Melbourne crime family film Animal Kingdom is billed as "the best Australian badass movie since Chopper" and stars the likes of Ben Mendelsohn, Joel Edgerton and Guy Pearce in a drama of dubious cops and despicable crims. Prison thriller Cell 211 arrives on the festival screens after cleaning up at the Spanish Oscars and the box office there last year.

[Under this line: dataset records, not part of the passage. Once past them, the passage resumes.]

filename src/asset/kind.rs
//! Asset kind definitions.

use std::fmt;
use std::path::Path;

/// Kind of minifiable asset, determined by file extension.
#[derive(Debug, Clone, Copy, PartialEq, Eq, Hash)]
pub enum AssetKind {
    /// Stylesheet (.css)
    Stylesheet,
    /// Markup (.htm, or .html when overwriting in place)
    Markup,
    /// Script (.js)
    Script,
}

impl AssetKind {
    pub const ALL: [Self; 3] = [Self::Stylesheet, Self::Markup, Self::Script];

    /// Detect asset kind from a lowercased extension (without dot).
    ///
    /// Markup input is `.htm` normally and `.html` when overwriting, since
    /// `.htm` files minify into `.html` siblings.
    pub fn from_extension(ext: &str, overwrite: bool) -> Option<Self> {
        match ext.to_lowercase().as_str() {
            "css" => Some(Self::Stylesheet),
            "js" => Some(Self::Script),
            "htm" if !overwrite => Some(Self::Markup),
            "html" if overwrite => Some(Self::Markup),
            _ => None,
        }
    }

    /// Detect asset kind from file path.
    pub fn from_path(path: &Path, overwrite: bool) -> Option<Self> {
        path.extension()
            .and_then(|e| e.to_str())
            .and_then(|e| Self::from_extension(e, overwrite))
    }

    /// Extension the input file carries (the deriver's `old` suffix).
    pub const fn source_suffix(self, overwrite: bool) -> &'static str {
        match (self, overwrite) {
            (Self::Stylesheet, _) => ".css",
            (Self::Script, _) => ".js",
            (Self::Markup, false) => ".htm",
            (Self::Markup, true) => ".html",
        }
    }

    /// Extension of the minified output.
    pub const fn minified_suffix(self, overwrite: bool) -> &'static str {
        match (self, overwrite) {
            (Self::Stylesheet, false) => ".min.css",
            (Self::Stylesheet, true) => ".css",
            (Self::Script, false) => ".min.js",
            (Self::Script, true) => ".js",
            (Self::Markup, _) => ".html",
        }
    }

    /// Extension of the gzip twin, `None` for kinds without gzip output.
    pub const fn gzip_suffix(self, overwrite: bool) -> Option<&'static str> {
        if !self.supports_gzip() {
            return None;
        }
        Some(match (self, overwrite) {
            (Self::Stylesheet, false) => ".min.css.gz",
            (Self::Stylesheet, true) => ".css.gz",
            (_, false) => ".min.js.gz",
            (_, true) => ".js.gz",
        })
    }

    /// File name suffix that marks an already processed artifact of this kind.
    ///
    /// The scanner skips these so a run never re-minifies its own output.
    pub const fn artifact_suffix(self, overwrite: bool) -> &'static str {
        match (self, overwrite) {
            (Self::Stylesheet, _) => ".min.css",
            (Self::Script, _) => ".min.js",
            (Self::Markup, false) => ".html",
            (Self::Markup, true) => ".htm",
        }
    }

    pub const fn supports_gzip(self) -> bool {
        matches!(self, Self::Stylesheet | Self::Script)
    }

    pub const fn supports_timestamp(self) -> bool {
        matches!(self, Self::Stylesheet | Self::Script)
    }

    /// Short name, also used as log module.
    pub const fn name(self) -> &'static str {
        match self {
            Self::Stylesheet => "css",
            Self::Markup => "html",
            Self::Script => "js",
        }
    }

    /// Scanner include list for a run.
    pub fn include_suffixes(overwrite: bool) -> Vec<&'static str> {
        Self::ALL
            .iter()
            .map(|kind| kind.source_suffix(overwrite))
            .collect()
    }

    /// Scanner exclude list for a run.
    pub fn exclude_suffixes(overwrite: bool) -> Vec<&'static str> {
        Self::ALL
            .iter()
            .map(|kind| kind.artifact_suffix(overwrite))
            .collect()
    }
}

impl fmt::Display for AssetKind {
    fn fmt(&self, f: &mut fmt::Formatter<'_>) -> fmt::Result {
        f.write_str(self.name())
    }
}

And with The Killer Inside Me, prolific genre-hopping director Michael Winterbottom finally delivers an adaptation of Jim Thompson's noir novel about a 1950s smalltown Texas deputy sheriff with a sideline in murder - Casey Affleck plays the killer and the film also stars Kate Hudson and Jessica Alba, though you suspect not for very long. Its graphic violence has already added to Winterbottom's growing reputation for controversy.
FAMOUS
Following a run of French biopics (Piaf, Chanel), it's the turn of another Gallic icon, Serge Gainsbourg, to have his life - and those of the many famous women he courted along the way - dramatised in Gainsbourg. Other notable cultural figures getting the celluloid treatment in the festival include Brit street artist Banksy (Exit Through The Gift Shop), poet Allen Ginsberg (HOWL), artist Jean-Michel Basquiat (The Radiant Child) and Spanish film Agora, spotlights Hypatia, the first female mathematician-philosopher who lived in Alexandria during the 4th century, which features Rachel Weisz in the lead role.
FAMILY
As in life, it's a big theme this year right from the festival's opening night title I Am Love, the sweeping Italian melodrama starring Tilda Swinton as the Russian-born wife of the heir to the family business in a clan of Milanese industrialists.

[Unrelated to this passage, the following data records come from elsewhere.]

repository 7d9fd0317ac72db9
//! Before/after run hooks.
//!
//! `before` runs once before any file is touched and aborts the run when it
//! fails. `after` runs once after all processing and only reports failure.

mod runner;

pub use runner::{build_vars, run_hook};
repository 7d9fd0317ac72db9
//! Configuration error types.

use std::path::PathBuf;
use thiserror::Error;

/// Configuration-related errors
#[derive(Debug, Error)]
pub enum ConfigError {
    #[error("IO error when reading `{0}`")]
    Io(PathBuf, #[source] std::io::Error),

    #[error("Config file parsing error")]
    Toml(#[from] toml::de::Error),

    #[error("Config validation error: {0}")]
    Validation(String),
}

Elsewhere the programme includes seemingly competing titles in the unrelated movies I Killed My Mother and I'm Glad My Mother is Alive, while the French doco Babies, which documents the first year in the lives of four infants from around the world, might just do for toddlers what March of the Penguins did for Antarctic birdlife.
MUSIC
The always-strong music section of the festival includes The Runaways, a drama about the all-girl teenage band which launched the career of one Joan Jett (who is played by Twilight's Kristen Stewart). Having delivered memorable histories of the Sex Pistols and The Clash's Joe Strummer, director Julien Temple turns his attention to classic English R&B band and punk-precursors Dr Feelgood in Oil City Confidential, while Johnny Depp narrates another cinematic account about the life and times of The Doors in When You're Strange.
WAR & POLITICS
There's politically pointed dramas a-plenty in this year's line-up. Among them Roman Polanski's The Ghost Writer which stars Pierce Brosnan as a Tony Blair-like former British prime minster and Ewan McGregor as the writer who has the risky job of penning his memoirs. And among a barrage of timely films about Israel and its precarious place in the world is Ajami, the Oscar nominated drama about three families - Muslim, Jewish and Christian - whose youth are running wild on the mean streets of Tel Aviv. And Lebanon might be set there, but most of what you see in the claustrophobic film is the inside of an Israeli tank on a military incursion into its northern neighbour. The army experience of director writer Samuel Maoz inspired his film which won him the Venice Film Festival's top prize, the Golden Lion.